Return the material exactly. Every line must stay as it is.

/---

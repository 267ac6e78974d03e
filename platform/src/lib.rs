// Copyright 2023 Google LLC
//
// Licensed under the Apache License, Version 2.0 (the "License");
// you may not use this file except in compliance with the License.
// You may obtain a copy of the License at
//
//      http://www.apache.org/licenses/LICENSE-2.0
//
// Unless required by applicable law or agreed to in writing, software
// distributed under the License is distributed on an "AS IS" BASIS,
// WITHOUT WARRANTIES OR CONDITIONS OF ANY KIND, either express or implied.
// See the License for the specific language governing permissions and
// limitations under the License.

//! Cycle-driven simulation of multi-core spiking-neural-network processing
//! elements (PEs) and their interconnect.
//!
//! A PE hosts a set of leaky-integrate-and-fire neuron cores, an on-chip
//! bidirectional ring with credit-controlled virtual channels, and a network
//! adapter that ships spikes across a 2-D mesh or torus of PEs. All
//! components advance on one shared clock; a [`Fabric`] steps links, PEs,
//! cores, and rings by one cycle per call.

mod adapter;
mod balance;
mod config;
mod core;
mod error;
mod fabric;
mod memory;
mod neuron;
mod pe;
mod ring;
mod source;
mod spike;
mod topology;
mod weights;

// Public types
// type to use for cycles
pub type Cycle = u64;

pub use crate::adapter::{
    AdapterStatistics, NetworkAdapter, NetworkRequest, PacketNetwork, PENDING_SPIKE_DEPTH,
};
pub use crate::balance::LoadController;
pub use crate::config::{
    Config, FiringPolicyKind, NeuronConfiguration, PeConfiguration, RingConfiguration,
    TestTrafficConfiguration, TopologyConfiguration, TopologyType, VerifyConfiguration,
    WeightFetchConfiguration,
};
pub use crate::core::{CoreStatistics, FiringPolicy, NeuronCore};
pub use crate::error::Error;
pub use crate::fabric::{Fabric, FabricReport};
pub use crate::memory::{
    MemoryChannel, MemoryPort, MemoryRequest, MemoryResponse, MemoryStore, RequestId,
};
pub use crate::neuron::{LifParameters, NeuronState};
pub use crate::pe::{Pe, PeStatistics, ProcessingUnitState};
pub use crate::ring::{
    Ring, RingMessage, RingNodeStatistics, RingPayload, RouteDirection, VcState, VirtualChannel,
};
pub use crate::source::{SpikeMux, SpikeSource};
pub use crate::spike::{Spike, MAX_HOPS, WIRE_BYTES};
pub use crate::topology::{Direction, TopologyHandler};
pub use crate::weights::{WeightFormat, WeightLoader};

\---

*Task output*
repository 267ac6e78974d03e
filename platform/src/lib.rs
// Copyright 2023 Google LLC
//
// Licensed under the Apache License, Version 2.0 (the "License");
// you may not use this file except in compliance with the License.
// You may obtain a copy of the License at
//
//      http://www.apache.org/licenses/LICENSE-2.0
//
// Unless required by applicable law or agreed to in writing, software
// distributed under the License is distributed on an "AS IS" BASIS,
// WITHOUT WARRANTIES OR CONDITIONS OF ANY KIND, either express or implied.
// See the License for the specific language governing permissions and
// limitations under the License.

//! Cycle-driven simulation of multi-core spiking-neural-network processing
//! elements (PEs) and their interconnect.
//!
//! A PE hosts a set of leaky-integrate-and-fire neuron cores, an on-chip
//! bidirectional ring with credit-controlled virtual channels, and a network
//! adapter that ships spikes across a 2-D mesh or torus of PEs. All
//! components advance on one shared clock; a [`Fabric`] steps links, PEs,
//! cores, and rings by one cycle per call.

mod adapter;
mod balance;
mod config;
mod core;
mod error;
mod fabric;
mod memory;
mod neuron;
mod pe;
mod ring;
mod source;
mod spike;
mod topology;
mod weights;

// Public types
// type to use for cycles
pub type Cycle = u64;

pub use crate::adapter::{
    AdapterStatistics, NetworkAdapter, NetworkRequest, PacketNetwork, PENDING_SPIKE_DEPTH,
};
pub use crate::balance::LoadController;
pub use crate::config::{
    Config, FiringPolicyKind, NeuronConfiguration, PeConfiguration, RingConfiguration,
    TestTrafficConfiguration, TopologyConfiguration, TopologyType, VerifyConfiguration,
    WeightFetchConfiguration,
};
pub use crate::core::{CoreStatistics, FiringPolicy, NeuronCore};
pub use crate::error::Error;
pub use crate::fabric::{Fabric, FabricReport};
pub use crate::memory::{
    MemoryChannel, MemoryPort, MemoryRequest, MemoryResponse, MemoryStore, RequestId,
};
pub use crate::neuron::{LifParameters, NeuronState};
pub use crate::pe::{Pe, PeStatistics, ProcessingUnitState};
pub use crate::ring::{
    Ring, RingMessage, RingNodeStatistics, RingPayload, RouteDirection, VcState, VirtualChannel,
};
pub use crate::source::{SpikeMux, SpikeSource};
pub use crate::spike::{Spike, MAX_HOPS, WIRE_BYTES};
pub use crate::topology::{Direction, TopologyHandler};
pub use crate::weights::{WeightFormat, WeightLoader};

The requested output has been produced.